Every day cancer patients are being failed by our health system as signs of the deadly disease are ignored or misdiagnosed. As a result, lives are being lost. In a five-day series health reporter Emma Russell tells the tragic stories of some of the people who have been let down by the system.
A solo mum is dying of lung cancer after she waited a year for a follow-up scan.
Karyn Robson was "jumping with joy" when her doctor told her all her tumours had disappeared and the invasive surgery she had gone through was a success.
The 38-year-old Cantabrian was told she would not need a check-up for another 12 months.
But when Robson - whose fiance died of bowel cancer - went back to the hospital as instructed by her specialist, the scan showed her cancer had returned. It was terminal.
"I completely broke down as I had faith in the specialists that my surgery was a success and I was cured.
"I was petrified and kept thinking, 'How could it have come back so quickly and so seriously?' Once the shock subsided, questions began to come into my mind ... 'Why wasn't I scanned earlier and more frequently after my surgery?'"
She believes if a follow-up scan had been done sooner she could have been treated and her daughter wouldn't be about to lose a second parent.
Eight years ago her fiance, Kris, who was like a father to her daughter, Danika, died of bowel cancer.
He visited his doctor with pain in his upper abdomen and was treated for a suspected stomach ulcer. But the medication he was given didn't work and the pain continued.

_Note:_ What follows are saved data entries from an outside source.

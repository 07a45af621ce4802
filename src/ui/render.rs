use std::time::Instant;

use ratatui::layout::{Alignment, Constraint, Layout, Rect};
use ratatui::style::{Modifier, Style};
use ratatui::text::{Line, Span};
use ratatui::widgets::{Block, Borders, Clear, Paragraph, Wrap};
use ratatui::Frame;

use crate::ui::app::App;
use crate::ui::carousel::{CarouselPhase, CarouselView};
use crate::ui::home::{self, Section};
use crate::ui::layout::{categories_track, dropdown_rect, layout_regions, PRODUCTS_LABEL_X};
use crate::ui::reveal::RevealStyle;
use crate::ui::theme::{
    hex_color, ACTIVE_HIGHLIGHT, BADGE_TEXT, BRAND_RED, BRAND_YELLOW, GLOBAL_BORDER, HEADER_TEXT,
    MUTED_TEXT, POPUP_BORDER,
};

/// Below this opacity a block is not drawn at all.
const MIN_VISIBLE_OPACITY: f32 = 0.05;
/// Below this opacity text is drawn muted.
const FADED_OPACITY: f32 = 0.6;

pub fn draw(frame: &mut Frame<'_>, app: &App, now: Instant) {
    let area = frame.area();
    let (header, body, footer) = layout_regions(area);

    draw_header(frame, header);
    frame.render_widget(Clear, body);
    for spec in home::SECTIONS {
        let Some((_, placed)) = app.placed(spec.section) else {
            continue;
        };
        let style = app.reveal_style(spec.section, now);
        let Some(target) = reveal_area(placed.area, &style, app.settings().column_width_px) else {
            continue;
        };
        let faded = style.opacity < FADED_OPACITY;
        match spec.section {
            Section::Hero => draw_hero(frame, target, placed.skip, faded),
            Section::Categories => draw_categories(frame, app, target, faded),
            Section::WhyUs => draw_why_us(frame, target, placed.skip, faded),
            Section::Testimonials => draw_testimonials(frame, app, target, placed.skip, faded),
            Section::CallToAction => draw_cta(frame, target, faded),
        }
    }
    draw_footer(frame, footer, &app.categories_view());

    if app.dropdown().is_open() {
        draw_dropdown(frame, app, header, area);
    }
}

/// Maps a reveal transform onto terminal cells. Pixels become columns via
/// `column_width_px`; rows are twice as tall as columns are wide.
pub fn reveal_area(area: Rect, style: &RevealStyle, column_width_px: u32) -> Option<Rect> {
    if style.opacity < MIN_VISIBLE_OPACITY {
        return None;
    }
    let cell = column_width_px.max(1) as f32;
    let t = style.transform;
    let dx = (t.translate_x / cell).round() as i32;
    let dy = (t.translate_y / (cell * 2.0)).round() as i32;
    let inset_x = ((1.0 - t.scale) * f32::from(area.width) / 2.0)
        .round()
        .max(0.0) as i32;
    let inset_y = ((1.0 - t.scale) * f32::from(area.height) / 2.0)
        .round()
        .max(0.0) as i32;

    let left = i32::from(area.x) + inset_x + dx.max(0);
    let right = i32::from(area.right()) - inset_x + dx.min(0);
    let top = i32::from(area.y) + inset_y + dy.max(0);
    let bottom = i32::from(area.bottom()) - inset_y + dy.min(0);
    if right <= left || bottom <= top {
        return None;
    }
    Some(Rect {
        x: left as u16,
        y: top as u16,
        width: (right - left) as u16,
        height: (bottom - top) as u16,
    })
}

fn text_style(faded: bool) -> Style {
    if faded {
        Style::default().fg(MUTED_TEXT)
    } else {
        Style::default().fg(HEADER_TEXT)
    }
}

fn accent(color: ratatui::style::Color, faded: bool) -> Style {
    if faded {
        Style::default().fg(MUTED_TEXT)
    } else {
        Style::default().fg(color)
    }
}

fn draw_header(frame: &mut Frame<'_>, area: Rect) {
    let brand = format!(
        "{:<width$}",
        " BuildChem Pro",
        width = PRODUCTS_LABEL_X as usize
    );
    let line = Line::from(vec![
        Span::styled(
            brand,
            Style::default()
                .fg(BRAND_YELLOW)
                .add_modifier(Modifier::BOLD),
        ),
        Span::styled("Products ▾", Style::default().fg(HEADER_TEXT)),
        Span::styled("   Blog   Contact", Style::default().fg(MUTED_TEXT)),
    ]);
    let block = Block::default()
        .borders(Borders::BOTTOM)
        .border_style(Style::default().fg(GLOBAL_BORDER));
    frame.render_widget(Paragraph::new(line).block(block), area);
}

fn draw_hero(frame: &mut Frame<'_>, area: Rect, skip: u16, faded: bool) {
    let lines = vec![
        Line::from(Span::styled(
            format!(" {} ", home::HERO_BADGE),
            accent(BADGE_TEXT, faded).bg(if faded { ACTIVE_HIGHLIGHT } else { BRAND_RED }),
        )),
        Line::from(""),
        Line::from(Span::styled(
            home::HERO_TITLE,
            text_style(faded).add_modifier(Modifier::BOLD),
        )),
        Line::from(""),
        Line::from(Span::styled(home::HERO_BODY, text_style(faded))),
        Line::from(""),
        Line::from(vec![
            Span::styled("[ Explore Products ]", accent(BRAND_YELLOW, faded)),
            Span::raw("  "),
            Span::styled("[ Get a Quote ]", text_style(faded)),
        ]),
    ];
    let paragraph = Paragraph::new(lines)
        .wrap(Wrap { trim: true })
        .scroll((skip, 0));
    frame.render_widget(paragraph, inset(area, 2));
}

fn inset(area: Rect, columns: u16) -> Rect {
    Rect {
        x: area.x + columns.min(area.width),
        width: area.width.saturating_sub(columns * 2),
        ..area
    }
}

fn draw_categories(frame: &mut Frame<'_>, app: &App, area: Rect, faded: bool) {
    let view = app.categories_view();
    let title = Line::from(Span::styled(
        "Our Product Categories",
        text_style(faded).add_modifier(Modifier::BOLD),
    ));
    frame.render_widget(
        Paragraph::new(title).alignment(Alignment::Center),
        Rect { height: 1.min(area.height), ..area },
    );

    let track = categories_track(area);
    match view.phase {
        CarouselPhase::Loading => {
            frame.render_widget(
                Paragraph::new("Loading categories...")
                    .style(text_style(true))
                    .alignment(Alignment::Center),
                track,
            );
        }
        CarouselPhase::Empty => {
            frame.render_widget(
                Paragraph::new("No categories yet.")
                    .style(text_style(true))
                    .alignment(Alignment::Center),
                track,
            );
        }
        CarouselPhase::Static | CarouselPhase::Carousel => {
            let visible = app.categories().visible_items();
            let per_view = view.items_per_view.max(1) as u32;
            let slots = Layout::horizontal(
                (0..per_view).map(|_| Constraint::Ratio(1, per_view)),
            )
            .split(track);
            for (category, slot) in visible.iter().zip(slots.iter()) {
                let block = Block::bordered()
                    .border_style(accent(hex_color(&category.accent_color), faded))
                    .title(format!(" {} {} ", category.icon, category.name));
                let body = Paragraph::new(category.description.as_str())
                    .style(text_style(faded))
                    .wrap(Wrap { trim: true })
                    .block(block);
                frame.render_widget(body, *slot);
            }
        }
    }

    if area.height >= 3 {
        let dots_row = Rect {
            y: area.bottom() - 1,
            height: 1,
            ..area
        };
        frame.render_widget(
            Paragraph::new(dots_line(&view, faded)).alignment(Alignment::Center),
            dots_row,
        );
    }
}

fn dots_line(view: &CarouselView, faded: bool) -> Line<'static> {
    if !view.show_controls {
        return Line::from("");
    }
    let arrow = |enabled: bool, glyph: &'static str| {
        let style = if enabled && !faded {
            Style::default().fg(HEADER_TEXT)
        } else {
            Style::default().fg(GLOBAL_BORDER)
        };
        Span::styled(glyph, style)
    };
    let mut spans = vec![arrow(view.previous_enabled, "◀ ")];
    for dot in &view.dots {
        let (glyph, color) = if dot.active {
            ("● ", BRAND_YELLOW)
        } else {
            ("○ ", MUTED_TEXT)
        };
        spans.push(Span::styled(glyph, accent(color, faded)));
    }
    spans.push(arrow(view.next_enabled, "▶"));
    if let Some(label) = &view.position_label {
        spans.push(Span::styled(format!("  {label}"), text_style(true)));
    }
    if view.paused {
        spans.push(Span::styled("  paused", text_style(true)));
    }
    Line::from(spans)
}

fn draw_why_us(frame: &mut Frame<'_>, area: Rect, skip: u16, faded: bool) {
    let mut lines = vec![
        Line::from(Span::styled(
            "Why Choose Us",
            text_style(faded).add_modifier(Modifier::BOLD),
        )),
        Line::from(""),
    ];
    for feature in &home::FEATURES {
        lines.push(Line::from(vec![
            Span::styled("✓ ", accent(BRAND_YELLOW, faded)),
            Span::styled(
                feature.title,
                text_style(faded).add_modifier(Modifier::BOLD),
            ),
            Span::styled(format!(": {}", feature.desc), text_style(faded)),
        ]));
    }
    frame.render_widget(Paragraph::new(lines).scroll((skip, 0)), inset(area, 2));
}

fn draw_testimonials(frame: &mut Frame<'_>, app: &App, area: Rect, skip: u16, faded: bool) {
    let state = app.testimonials();
    let mut lines = vec![
        Line::from(Span::styled(
            "What Our Clients Say",
            text_style(faded).add_modifier(Modifier::BOLD),
        )),
        Line::from(""),
    ];
    if let Some(current) = state.wrapped(0) {
        lines.push(Line::from(Span::styled(
            "★".repeat(usize::from(current.rating)),
            accent(BRAND_YELLOW, faded),
        )));
        lines.push(Line::from(Span::styled(
            format!("\"{}\"", current.quote),
            text_style(faded),
        )));
        lines.push(Line::from(Span::styled(
            format!("{}, {}", current.name, current.role),
            text_style(faded).add_modifier(Modifier::BOLD),
        )));
        lines.push(Line::from(""));
        let previous = state.wrapped(-1).map(|t| t.name).unwrap_or_default();
        let next = state.wrapped(1).map(|t| t.name).unwrap_or_default();
        lines.push(Line::from(Span::styled(
            format!("‹ {previous}    {next} ›"),
            text_style(true),
        )));
    }
    let paragraph = Paragraph::new(lines)
        .alignment(Alignment::Center)
        .wrap(Wrap { trim: true })
        .scroll((skip, 0));
    frame.render_widget(paragraph, inset(area, 2));
}

fn draw_cta(frame: &mut Frame<'_>, area: Rect, faded: bool) {
    let block = Block::bordered().border_style(accent(BRAND_YELLOW, faded));
    let lines = vec![
        Line::from(Span::styled(
            home::CTA_TITLE,
            text_style(faded).add_modifier(Modifier::BOLD),
        )),
        Line::from(Span::styled(home::CTA_BODY, text_style(faded))),
    ];
    frame.render_widget(
        Paragraph::new(lines)
            .alignment(Alignment::Center)
            .block(block),
        inset(area, 2),
    );
}

fn draw_footer(frame: &mut Frame<'_>, area: Rect, view: &CarouselView) {
    let mut spans = vec![Span::styled(
        " q quit  ←/→ categories  1-9 jump  [/] testimonials  p products  ↑/↓ scroll",
        Style::default().fg(MUTED_TEXT),
    )];
    if let Some(label) = &view.position_label {
        spans.push(Span::styled(
            format!("   {label}"),
            Style::default().fg(HEADER_TEXT),
        ));
    }
    let block = Block::default()
        .borders(Borders::TOP)
        .border_style(Style::default().fg(GLOBAL_BORDER));
    frame.render_widget(Paragraph::new(Line::from(spans)).block(block), area);
}

fn draw_dropdown(frame: &mut Frame<'_>, app: &App, header: Rect, screen: Rect) {
    let categories = app.categories().items();
    let menu = dropdown_rect(header, screen, categories.len());
    if menu.width == 0 || menu.height == 0 {
        return;
    }
    let highlighted = app.dropdown().highlighted();
    let lines: Vec<Line> = if categories.is_empty() {
        vec![Line::from(Span::styled("No categories", text_style(true)))]
    } else {
        categories
            .iter()
            .enumerate()
            .map(|(index, category)| {
                let style = if highlighted == Some(index) {
                    Style::default().fg(BRAND_YELLOW).bg(ACTIVE_HIGHLIGHT)
                } else {
                    Style::default().fg(HEADER_TEXT)
                };
                Line::from(Span::styled(
                    format!("{} {}", category.icon, category.name),
                    style,
                ))
            })
            .collect()
    };
    let block = Block::bordered()
        .title(" Products ")
        .border_style(Style::default().fg(POPUP_BORDER));
    frame.render_widget(Clear, menu);
    frame.render_widget(Paragraph::new(lines).block(block), menu);
}

#[cfg(test)]
mod tests {
    use super::*;
    use crate::ui::reveal::{RevealDirection, RevealMotion};

    fn area() -> Rect {
        Rect {
            x: 0,
            y: 5,
            width: 80,
            height: 10,
        }
    }

    #[test]
    fn hidden_block_is_not_drawn() {
        let style = RevealStyle::hidden(RevealDirection::Up, &RevealMotion::default());
        assert_eq!(reveal_area(area(), &style, 10), None);
    }

    #[test]
    fn settled_block_fills_its_area() {
        let settled = RevealStyle::visible();
        assert_eq!(reveal_area(area(), &settled, 10), Some(area()));
    }

    #[test]
    fn left_slide_shifts_and_clips() {
        let mut style = RevealStyle::visible();
        style.transform.translate_x = -30.0;
        let rect = reveal_area(area(), &style, 10).unwrap();
        assert_eq!(rect.x, 0);
        assert_eq!(rect.width, 77);
    }

    #[test]
    fn scale_insets_both_axes() {
        let mut style = RevealStyle::visible();
        style.transform.scale = 0.8;
        let rect = reveal_area(area(), &style, 10).unwrap();
        assert_eq!(rect.x, 8);
        assert_eq!(rect.width, 64);
        assert_eq!(rect.y, 6);
        assert_eq!(rect.height, 8);
    }
}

Within weeks, he was rushed to the emergency department where he spent the night before getting discharged with pain relief.

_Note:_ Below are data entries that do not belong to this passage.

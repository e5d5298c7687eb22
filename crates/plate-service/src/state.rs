use crate::api::dto::{RecognizeRequest, RecognizeResponse};
use crate::backend::{registry::BackendRegistry, ModelBackend};
use crate::config::PlateServiceConfig;
use crate::error::ApiError;
use base64::{engine::general_purpose::STANDARD, Engine};
use plate_core::{
    DecodedPlate, InferenceBackend, NormalizedTensor, PlateRecognizer, ProbabilityGrid,
    RecognizerConfig,
};
use std::collections::HashMap;
use std::sync::Arc;
use std::time::Instant;
use tokio::sync::RwLock;
use tracing::{info, warn};

type SharedRecognizer = Arc<PlateRecognizer<TimedBackend>>;

#[derive(Clone)]
pub struct PlateServiceState {
    inner: Arc<PlateServiceStateInner>,
}

struct PlateServiceStateInner {
    node_id: String,
    recognizer_config: RecognizerConfig,
    backends: BackendRegistry,
    /// One recognizer per backend id, built on first use
    recognizers: RwLock<HashMap<String, SharedRecognizer>>,
    default_backend: String,
    max_image_bytes: usize,
}

/// Records time spent inside the model, separate from end-to-end latency.
struct TimedBackend {
    backend: Arc<dyn ModelBackend>,
}

impl InferenceBackend for TimedBackend {
    fn infer(&self, tensor: NormalizedTensor) -> anyhow::Result<ProbabilityGrid> {
        let start = Instant::now();
        let result = self.backend.infer(tensor);
        telemetry::metrics::PLATE_INFERENCE_TIME
            .with_label_values(&[self.backend.id()])
            .observe(start.elapsed().as_secs_f64());
        result
    }
}

impl PlateServiceState {
    pub fn new(
        config: &PlateServiceConfig,
        recognizer_config: RecognizerConfig,
        backends: BackendRegistry,
    ) -> Self {
        Self {
            inner: Arc::new(PlateServiceStateInner {
                node_id: config.node_id.clone(),
                recognizer_config,
                backends,
                recognizers: RwLock::new(HashMap::new()),
                default_backend: config.default_backend.clone(),
                max_image_bytes: config.max_image_bytes,
            }),
        }
    }

    pub fn node_id(&self) -> &str {
        &self.inner.node_id
    }

    pub fn backends(&self) -> &BackendRegistry {
        &self.inner.backends
    }

    pub fn default_backend(&self) -> &str {
        &self.inner.default_backend
    }

    pub fn recognizer_config(&self) -> &RecognizerConfig {
        &self.inner.recognizer_config
    }

    pub fn max_image_bytes(&self) -> usize {
        self.inner.max_image_bytes
    }

    /// Decode the uploaded image and run it through the selected backend.
    pub async fn recognize(&self, request: RecognizeRequest) -> Result<RecognizeResponse, ApiError> {
        let backend_id = request
            .backend
            .unwrap_or_else(|| self.inner.default_backend.clone());
        let backend = self
            .inner
            .backends
            .get(&backend_id)
            .await
            .ok_or_else(|| ApiError::not_found(format!("Backend '{}' not found", backend_id)))?;

        let start = Instant::now();
        let result = self.run_recognition(&backend_id, backend, &request.image).await;
        let elapsed = start.elapsed();

        telemetry::metrics::PLATE_RECOGNITION_LATENCY
            .with_label_values(&[backend_id.as_str()])
            .observe(elapsed.as_secs_f64());

        match result {
            Ok(decoded) => {
                record_outcome(&backend_id, "success");
                info!(
                    node_id = %self.inner.node_id,
                    backend = %backend_id,
                    text = %decoded.text,
                    confidence = decoded.confidence,
                    elapsed_ms = elapsed.as_millis() as u64,
                    "plate recognized"
                );
                Ok(RecognizeResponse {
                    text: decoded.text,
                    confidence: decoded.confidence,
                    backend: backend_id,
                    processing_time_ms: elapsed.as_millis() as u64,
                })
            }
            Err(e) => {
                record_outcome(&backend_id, outcome_label(&e));
                warn!(backend = %backend_id, error = %e, "plate recognition failed");
                Err(e)
            }
        }
    }

    async fn run_recognition(
        &self,
        backend_id: &str,
        backend: Arc<dyn ModelBackend>,
        encoded: &str,
    ) -> Result<DecodedPlate, ApiError> {
        let bytes = self.decode_image(encoded)?;
        let recognizer = self.recognizer_for(backend_id, backend).await?;
        let decoded = tokio::task::spawn_blocking(move || recognizer.recognize_bytes(&bytes)).await??;
        Ok(decoded)
    }

    async fn recognizer_for(
        &self,
        backend_id: &str,
        backend: Arc<dyn ModelBackend>,
    ) -> Result<SharedRecognizer, ApiError> {
        if let Some(recognizer) = self.inner.recognizers.read().await.get(backend_id) {
            return Ok(Arc::clone(recognizer));
        }

        let mut recognizers = self.inner.recognizers.write().await;
        if let Some(recognizer) = recognizers.get(backend_id) {
            return Ok(Arc::clone(recognizer));
        }

        let recognizer = Arc::new(PlateRecognizer::new(
            self.inner.recognizer_config.clone(),
            TimedBackend { backend },
        )?);
        recognizers.insert(backend_id.to_string(), Arc::clone(&recognizer));
        Ok(recognizer)
    }

    fn decode_image(&self, encoded: &str) -> Result<Vec<u8>, ApiError> {
        let bytes = STANDARD
            .decode(encoded.trim())
            .map_err(|e| ApiError::bad_request(format!("image is not valid base64: {}", e)))?;

        if bytes.is_empty() {
            return Err(ApiError::bad_request("image is empty"));
        }
        if bytes.len() > self.inner.max_image_bytes {
            return Err(ApiError::bad_request(format!(
                "image is {} bytes, limit is {}",
                bytes.len(),
                self.inner.max_image_bytes
            )));
        }
        Ok(bytes)
    }
}

/// Client input problems are "rejected", everything else is an "error".
fn outcome_label(err: &ApiError) -> &'static str {
    match err {
        ApiError::BadRequest(_) => "rejected",
        _ => "error",
    }
}

fn record_outcome(backend: &str, status: &str) {
    telemetry::metrics::PLATE_RECOGNITIONS
        .with_label_values(&[backend, status])
        .inc();
}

Robson said she knew it was serious as he had a high pain threshold and was reduced to tears.
"I had asked the doctor if it could be cancer as my father had stomach cancer, and I thought their symptoms had seemed quite similar.
"The doctor had told us it was highly unlikely because [Kris] had no family history, was young, fit and healthy."
Less than a month later he had more tests which revealed terminal bowel cancer. Within two months he was dead.
"He didn't make it to our wedding, we tried to get married at Hospice but were then told he wasn't of fit mind so we couldn't even do that. He was an amazing man and I loved him so much," Robson said.
She said the system needed to change. Patients should be advised of all their options and referred for diagnostic scans quicker.
"Doctors aren't always correct, and sometimes us as patients have to go with our gut feel. It seems an awfully long wait to actually be referred to the treatments that are really needed to make a correct diagnosis.
"I've never smoked in my life. I haven't even held a cigarette. To hear that I had lung cancer just totally caught me off guard," Robson said.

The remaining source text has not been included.